Le parfum me rassure sur un point, il n’y a aucune trace de bouchon. Le nez est discret, mais semble indiquer que le vin n’a pas de défaut. Par précaution je remets le bouchon au-dessus du goulot pour éviter une aération trop rapide de ce vin fragile.
La demi-bouteille de Château Beychevelle 1929 a un niveau basse épaule, ce qui est beaucoup moins risqué que pour le Mouton. Le bouchon vient entier mais en trois morceaux, car au centre du goulot il y a une surépaisseur à l’intérieur du cylindre, qui bloque la montée du bouchon. Le nez est manifestement très prometteur, annonçant probablement un grand vin.
Ma femme a préparé un coquelet cuit au four et badigeonné d’une fine pellicule de miel à la truffe noire. Il sera accompagné d’un gratin de pommes de terre au parmesan. Les deux vins ont profité de trois heures d’aération, celle du Mouton étant réduite par précaution.
Le Château Beychevelle demi-bouteille 1929 a un nez discret, subtil et raffiné. En bouche, les qualités du parfum se retrouvent à l’identique. Le vin est charmeur, c’est un gentilhomme. C’est incroyable à quel point je suis sensible à sa séduction. Je me sens si bien avec lui.

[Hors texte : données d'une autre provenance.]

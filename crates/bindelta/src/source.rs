//! File-backed random-access data source.
//!
//! [`FileDataSource`] wraps one exclusively-held file handle and offers
//! byte/bulk random IO plus truncate/extend. All IO is blocking and
//! synchronous on the calling thread; callers serialize access. Cache
//! consumers detect staleness through the source's generation counter: every
//! mutation bumps it, so a cache only has to remember the generation it last
//! loaded under.

use std::{
    cell::{Cell, RefCell},
    fs::{File, OpenOptions},
    io::{Read, Seek, SeekFrom, Write},
    path::{Path, PathBuf},
};

use tracing::debug;

use crate::error::{DataError, Result};

/// File open mode, controlling whether mutations are permitted.
#[derive(Debug, Clone, Copy, PartialEq, Eq)]
pub enum FileMode {
    /// Reads only; every mutation fails with [`DataError::ReadOnly`].
    ReadOnly,
    /// Reads and writes; the file is created when missing.
    ReadWrite,
}

/// Exclusive wrapper over one open file.
///
/// Interior mutability keeps the read path usable through a shared reference;
/// there is no internal locking, instances are single-threaded.
#[derive(Debug)]
pub struct FileDataSource {
    file: RefCell<Option<File>>,
    path: PathBuf,
    mode: FileMode,
    len: Cell<u64>,
    generation: Cell<u64>,
}

impl FileDataSource {
    /// Opens `path` in the given mode.
    ///
    /// # Errors
    ///
    /// [`DataError::Io`] when the file cannot be opened.
    pub fn open(path: impl AsRef<Path>, mode: FileMode) -> Result<Self> {
        let path = path.as_ref();
        let file = match mode {
            FileMode::ReadOnly => File::open(path)?,
            FileMode::ReadWrite => OpenOptions::new()
                .read(true)
                .write(true)
                .create(true)
                .truncate(false)
                .open(path)?,
        };
        let len = file.metadata()?.len();
        debug!(path = %path.display(), ?mode, len, "opened file data source");
        Ok(Self {
            file: RefCell::new(Some(file)),
            path: path.to_path_buf(),
            mode,
            len: Cell::new(len),
            generation: Cell::new(0),
        })
    }

    /// Path the source was opened with.
    #[must_use]
    pub fn path(&self) -> &Path {
        &self.path
    }

    /// The open mode.
    #[must_use]
    pub fn mode(&self) -> FileMode {
        self.mode
    }

    /// Returns `true` once [`FileDataSource::close`] has been called.
    #[must_use]
    pub fn is_closed(&self) -> bool {
        self.file.borrow().is_none()
    }

    /// Current invalidation generation. Bumped by every mutation and by
    /// [`FileDataSource::invalidate`]; caches compare it against the
    /// generation they last loaded under.
    #[must_use]
    pub fn generation(&self) -> u64 {
        self.generation.get()
    }

    /// Marks all cached file pages stale by bumping the generation.
    pub fn invalidate(&self) {
        self.bump();
    }

    /// Current file length in bytes.
    ///
    /// # Errors
    ///
    /// [`DataError::ResourceClosed`] after [`FileDataSource::close`].
    pub fn len(&self) -> Result<u64> {
        self.ensure_open()?;
        Ok(self.len.get())
    }

    /// Returns `true` when the file holds no bytes.
    ///
    /// # Errors
    ///
    /// [`DataError::ResourceClosed`] after [`FileDataSource::close`].
    pub fn is_empty(&self) -> Result<bool> {
        Ok(self.len()? == 0)
    }

    /// Truncates or extends the file to `new_len`; extension zero-fills.
    ///
    /// # Errors
    ///
    /// [`DataError::ResourceClosed`], [`DataError::ReadOnly`], or
    /// [`DataError::Io`].
    pub fn set_len(&self, new_len: u64) -> Result<()> {
        self.ensure_writable()?;
        let guard = self.file.borrow();
        let file = guard.as_ref().ok_or(DataError::ResourceClosed)?;
        file.set_len(new_len)?;
        self.len.set(new_len);
        self.bump();
        Ok(())
    }

    /// Reads the byte at `position`.
    ///
    /// # Errors
    ///
    /// [`DataError::OutOfBounds`] when `position` is at or past the end,
    /// [`DataError::ResourceClosed`], or [`DataError::Io`].
    pub fn byte(&self, position: u64) -> Result<u8> {
        let mut buf = [0u8; 1];
        self.read_exact_at(position, &mut buf)?;
        Ok(buf[0])
    }

    /// Overwrites the byte at `position`; `position == len()` appends.
    ///
    /// # Errors
    ///
    /// See [`FileDataSource::write_at`].
    pub fn set_byte(&self, position: u64, value: u8) -> Result<()> {
        self.write_at(position, &[value])
    }

    /// Reads up to `buf.len()` bytes starting at `position`, clipped at the
    /// end of the file. Returns the number of bytes read; `0` when
    /// `position` is at or past the end.
    ///
    /// # Errors
    ///
    /// [`DataError::ResourceClosed`] or [`DataError::Io`].
    pub fn read_at(&self, position: u64, buf: &mut [u8]) -> Result<usize> {
        let mut guard = self.file.borrow_mut();
        let file = guard.as_mut().ok_or(DataError::ResourceClosed)?;
        let len = self.len.get();
        if position >= len {
            return Ok(0);
        }
        let available = len - position;
        let count = usize::try_from((buf.len() as u64).min(available))
            .map_err(|_| DataError::overflow(available))?;
        file.seek(SeekFrom::Start(position))?;
        file.read_exact(&mut buf[..count])?;
        Ok(count)
    }

    /// Fills `buf` with the bytes starting at `position`.
    ///
    /// # Errors
    ///
    /// [`DataError::OutOfBounds`] when the range reaches past the end,
    /// [`DataError::ResourceClosed`], or [`DataError::Io`].
    pub fn read_exact_at(&self, position: u64, buf: &mut [u8]) -> Result<()> {
        let len = self.len()?;
        let end = position
            .checked_add(buf.len() as u64)
            .ok_or_else(|| DataError::overflow(buf.len() as u64))?;
        if end > len {
            return Err(DataError::out_of_bounds(end, len));
        }
        let read = self.read_at(position, buf)?;
        debug_assert_eq!(read, buf.len());
        Ok(())
    }

    /// Writes `data` at `position`, extending the file when the range reaches
    /// past the current end.
    ///
    /// # Errors
    ///
    /// [`DataError::ResourceClosed`], [`DataError::ReadOnly`], or
    /// [`DataError::Io`].
    pub fn write_at(&self, position: u64, data: &[u8]) -> Result<()> {
        self.ensure_writable()?;
        let end = position
            .checked_add(data.len() as u64)
            .ok_or_else(|| DataError::overflow(data.len() as u64))?;
        let mut guard = self.file.borrow_mut();
        let file = guard.as_mut().ok_or(DataError::ResourceClosed)?;
        file.seek(SeekFrom::Start(position))?;
        file.write_all(data)?;
        if end > self.len.get() {
            self.len.set(end);
        }
        self.bump();
        Ok(())
    }

    /// Flushes pending writes and releases the file handle. Every subsequent
    /// call on this source fails with [`DataError::ResourceClosed`].
    ///
    /// # Errors
    ///
    /// [`DataError::ResourceClosed`] when already closed, [`DataError::Io`]
    /// when the final flush fails.
    pub fn close(&self) -> Result<()> {
        let mut file = self
            .file
            .borrow_mut()
            .take()
            .ok_or(DataError::ResourceClosed)?;
        let flushed = file.flush();
        debug!(path = %self.path.display(), "closed file data source");
        flushed?;
        Ok(())
    }

    fn ensure_open(&self) -> Result<()> {
        if self.is_closed() {
            return Err(DataError::ResourceClosed);
        }
        Ok(())
    }

    fn ensure_writable(&self) -> Result<()> {
        self.ensure_open()?;
        if self.mode == FileMode::ReadOnly {
            return Err(DataError::ReadOnly);
        }
        Ok(())
    }

    fn bump(&self) {
        self.generation.set(self.generation.get() + 1);
    }
}
//! Segment descriptors and the ordered segment chain.
//!
//! A segment describes where a contiguous run of logical document bytes
//! really lives — an offset range in the original source, or an offset range
//! in the document's in-memory paged store — without copying the bytes.
//! The chain keeps the segments in document order next to a cumulative
//! start-offset index, so locating the segment for a position is a binary
//! search rather than a scan.

/// A contiguous run of document bytes, tagged with the store holding them.
///
/// Segments are value descriptors: splitting or trimming them adjusts
/// bookkeeping ranges only, the underlying bytes never move.
#[derive(Debug, Clone, Copy, PartialEq, Eq)]
pub enum DataSegment {
    /// Bytes still living in the original data source.
    Source {
        /// Start offset in the source file.
        offset: u64,
        /// Run length in bytes.
        length: u64,
    },
    /// Bytes living in the document's append-only memory store.
    Memory {
        /// Start offset in the memory store.
        offset: u64,
        /// Run length in bytes.
        length: u64,
    },
}

impl DataSegment {
    /// Run length in bytes.
    #[must_use]
    pub fn length(&self) -> u64 {
        match self {
            DataSegment::Source { length, .. } | DataSegment::Memory { length, .. } => *length,
        }
    }

    /// Start offset within the backing store.
    #[must_use]
    pub fn store_offset(&self) -> u64 {
        match self {
            DataSegment::Source { offset, .. } | DataSegment::Memory { offset, .. } => *offset,
        }
    }

    /// The first `length` bytes of this segment.
    fn head(self, length: u64) -> Self {
        debug_assert!(length <= self.length());
        self.sub(0, length)
    }

    /// The bytes after the first `skip`.
    fn tail(self, skip: u64) -> Self {
        debug_assert!(skip <= self.length());
        self.sub(skip, self.length() - skip)
    }

    fn sub(self, skip: u64, length: u64) -> Self {
        match self {
            DataSegment::Source { offset, .. } => DataSegment::Source {
                offset: offset + skip,
                length,
            },
            DataSegment::Memory { offset, .. } => DataSegment::Memory {
                offset: offset + skip,
                length,
            },
        }
    }

    /// Whether `other` continues this segment in the same store.
    fn continues_into(&self, other: &DataSegment) -> bool {
        match (self, other) {
            (
                DataSegment::Source { offset, length },
                DataSegment::Source { offset: next, .. },
            )
            | (
                DataSegment::Memory { offset, length },
                DataSegment::Memory { offset: next, .. },
            ) => offset + length == *next,
            _ => false,
        }
    }

    fn extend(&mut self, by: u64) {
        match self {
            DataSegment::Source { length, .. } | DataSegment::Memory { length, .. } => {
                *length += by;
            }
        }
    }
}

/// The ordered segment list plus its cumulative start-offset index.
///
/// Invariants: no zero-length segments; the starts index always matches the
/// segment list; concatenating the segments in order reconstructs the whole
/// document; adjacent segments contiguous in the same store are coalesced.
#[derive(Debug, Clone, Default)]
pub(crate) struct SegmentChain {
    segments: Vec<DataSegment>,
    /// `starts[i]` is the document position of `segments[i]`.
    starts: Vec<u64>,
    len: u64,
}

impl SegmentChain {
    pub(crate) fn new() -> Self {
        Self::default()
    }

    pub(crate) fn from_segment(segment: DataSegment) -> Self {
        let mut chain = Self::new();
        chain.insert(0, segment);
        chain
    }

    pub(crate) fn len(&self) -> u64 {
        self.len
    }

    pub(crate) fn segments(&self) -> &[DataSegment] {
        &self.segments
    }

    /// Finds the segment containing `position`, returning its index and the
    /// offset of `position` within it. `None` when `position >= len`.
    pub(crate) fn locate(&self, position: u64) -> Option<(usize, u64)> {
        if position >= self.len {
            return None;
        }
        let index = self.starts.partition_point(|start| *start <= position) - 1;
        Some((index, position - self.starts[index]))
    }

    /// Inserts `segment` so its bytes start at document position `position`.
    /// Splits the containing segment when `position` falls strictly inside
    /// one; a boundary insert keeps neighbors untouched.
    ///
    /// Caller guarantees `position <= len`.
    pub(crate) fn insert(&mut self, position: u64, segment: DataSegment) {
        if segment.length() == 0 {
            return;
        }
        debug_assert!(position <= self.len);
        let index = match self.locate(position) {
            None => {
                // At the very end.
                self.segments.push(segment);
                self.segments.len() - 1
            }
            Some((index, 0)) => {
                self.segments.insert(index, segment);
                index
            }
            Some((index, offset)) => {
                let existing = self.segments[index];
                self.segments[index] = existing.head(offset);
                self.segments
                    .splice(index + 1..index + 1, [segment, existing.tail(offset)]);
                index + 1
            }
        };
        self.len += segment.length();
        self.rebuild_starts(index.saturating_sub(1));
        self.coalesce_around(index);
    }

    /// Removes `length` document bytes starting at `position`. Fully covered
    /// segments leave the list; partially covered ones get their range
    /// trimmed.
    ///
    /// Caller guarantees `position + length <= len`.
    pub(crate) fn remove(&mut self, position: u64, length: u64) {
        if length == 0 {
            return;
        }
        debug_assert!(position + length <= self.len);
        let (mut index, offset) = self.locate(position).expect("validated by caller");
        if offset > 0 {
            // Detach the head so removal starts on a segment boundary.
            let existing = self.segments[index];
            self.segments[index] = existing.head(offset);
            self.segments.insert(index + 1, existing.tail(offset));
            index += 1;
        }
        let mut remaining = length;
        let mut covered = 0usize;
        while remaining > 0 {
            let seg_len = self.segments[index + covered].length();
            if seg_len > remaining {
                break;
            }
            remaining -= seg_len;
            covered += 1;
        }
        self.segments.drain(index..index + covered);
        if remaining > 0 {
            self.segments[index] = self.segments[index].tail(remaining);
        }
        self.len -= length;
        self.rebuild_starts(index.saturating_sub(1));
        self.coalesce_around(index);
    }

    /// Recomputes the starts index from entry `from` on.
    fn rebuild_starts(&mut self, from: usize) {
        let from = from.min(self.starts.len());
        self.starts.truncate(from);
        let mut next = match from.checked_sub(1) {
            Some(prev) => self.starts[prev] + self.segments[prev].length(),
            None => 0,
        };
        for segment in &self.segments[from..] {
            self.starts.push(next);
            next += segment.length();
        }
        debug_assert_eq!(self.starts.len(), self.segments.len());
        debug_assert_eq!(next, self.len);
    }

    /// Merges the boundary pairs around `index` when contiguous in the same
    /// store.
    fn coalesce_around(&mut self, index: usize) {
        // Right boundary first so `index` stays valid for the left one.
        self.try_merge(index);
        if index > 0 {
            self.try_merge(index - 1);
        }
    }

    fn try_merge(&mut self, left: usize) {
        if left + 1 >= self.segments.len() {
            return;
        }
        let right = self.segments[left + 1];
        if self.segments[left].continues_into(&right) {
            self.segments[left].extend(right.length());
            self.segments.remove(left + 1);
            self.starts.remove(left + 1);
        }
    }
}

#[cfg(test)]
mod tests {
    use super::*;

    fn source(offset: u64, length: u64) -> DataSegment {
        DataSegment::Source { offset, length }
    }

    fn memory(offset: u64, length: u64) -> DataSegment {
        DataSegment::Memory { offset, length }
    }

    /// Concatenating segment lengths must reconstruct the chain length, and
    /// locate must agree with a linear scan.
    fn check_invariants(chain: &SegmentChain) {
        let total: u64 = chain.segments().iter().map(DataSegment::length).sum();
        assert_eq!(total, chain.len());
        assert!(chain.segments().iter().all(|s| s.length() > 0));
        let mut start = 0;
        for (i, segment) in chain.segments().iter().enumerate() {
            assert_eq!(chain.locate(start), Some((i, 0)));
            start += segment.length();
        }
        assert_eq!(chain.locate(chain.len()), None);
    }

    #[test]
    fn insert_into_middle_splits() {
        let mut chain = SegmentChain::from_segment(source(0, 10));
        chain.insert(4, memory(0, 3));
        assert_eq!(
            chain.segments(),
            &[source(0, 4), memory(0, 3), source(4, 6)]
        );
        assert_eq!(chain.len(), 13);
        check_invariants(&chain);
    }

    #[test]
    fn insert_at_boundary_does_not_split() {
        let mut chain = SegmentChain::from_segment(source(0, 10));
        chain.insert(4, memory(0, 2));
        chain.insert(4, memory(10, 2));
        assert_eq!(
            chain.segments(),
            &[source(0, 4), memory(10, 2), memory(0, 2), source(4, 6)]
        );
        check_invariants(&chain);
    }

    #[test]
    fn insert_at_ends() {
        let mut chain = SegmentChain::from_segment(source(0, 4));
        chain.insert(0, memory(0, 2));
        chain.insert(chain.len(), memory(2, 2));
        assert_eq!(
            chain.segments(),
            &[memory(0, 2), source(0, 4), memory(2, 2)]
        );
        check_invariants(&chain);
    }

    #[test]
    fn contiguous_memory_appends_coalesce() {
        let mut chain = SegmentChain::new();
        chain.insert(0, memory(0, 4));
        chain.insert(4, memory(4, 4));
        assert_eq!(chain.segments(), &[memory(0, 8)]);
        check_invariants(&chain);
    }

    #[test]
    fn remove_spanning_multiple_segments() {
        let mut chain = SegmentChain::from_segment(source(0, 10));
        chain.insert(4, memory(0, 3));
        // Drop the last source byte before the memory run, all of it, and the
        // first two source bytes after it.
        chain.remove(3, 6);
        assert_eq!(chain.segments(), &[source(0, 3), source(6, 4)]);
        assert_eq!(chain.len(), 7);
        check_invariants(&chain);
    }

    #[test]
    fn remove_inside_one_segment_trims() {
        let mut chain = SegmentChain::from_segment(source(0, 10));
        chain.remove(3, 5);
        assert_eq!(chain.segments(), &[source(0, 3), source(8, 2)]);
        check_invariants(&chain);
    }

    #[test]
    fn remove_rejoining_halves_coalesces() {
        let mut chain = SegmentChain::from_segment(source(0, 10));
        chain.insert(5, memory(0, 3));
        chain.remove(5, 3);
        assert_eq!(chain.segments(), &[source(0, 10)]);
        check_invariants(&chain);
    }

    #[test]
    fn remove_everything_empties_the_chain() {
        let mut chain = SegmentChain::from_segment(source(0, 6));
        chain.remove(0, 6);
        assert!(chain.segments().is_empty());
        assert_eq!(chain.len(), 0);
        check_invariants(&chain);
    }

    #[test]
    fn locate_uses_cumulative_starts() {
        let mut chain = SegmentChain::from_segment(source(0, 10));
        chain.insert(4, memory(0, 3));
        assert_eq!(chain.locate(0), Some((0, 0)));
        assert_eq!(chain.locate(3), Some((0, 3)));
        assert_eq!(chain.locate(4), Some((1, 0)));
        assert_eq!(chain.locate(6), Some((1, 2)));
        assert_eq!(chain.locate(7), Some((2, 0)));
        assert_eq!(chain.locate(12), Some((2, 5)));
        assert_eq!(chain.locate(13), None);
    }
}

Le Château Mouton-Rothschild demi-bouteille 1948 a un nez qui s’est affirmé. C’est un vin conquérant. En bouche, il est beaucoup plus affirmé, plus viril que le Beychevelle. C’est un vin puissant et riche. Si le finale est à peine imprécis, cela ne gêne pas la dégustation. Comment est-ce possible qu’un vin au niveau aussi bas, ce qui normalement le condamne, soit aussi présent et gratifiant ? La magie du vin me surprendra toujours.
Les vins sont très différents et beaucoup d’amateurs, choisiraient le plus riche, celui qui a le plus de matière. Mais je ne peux pas m’empêcher de succomber au charme tétanisant du Beychevelle et je m’observe, me demandant comment je peux être aussi énamouré pour ce vin. C’est sans doute l’effet du millésime 1929 que je porte aux nues.
Les deux vins se comportent parfaitement jusqu’en fin de bouteille. Il y a une belle lie noire pour chacun des deux. La magie de Pâques a permis que ces deux vins me ravissent, au-delà de ce que je pouvais espérer.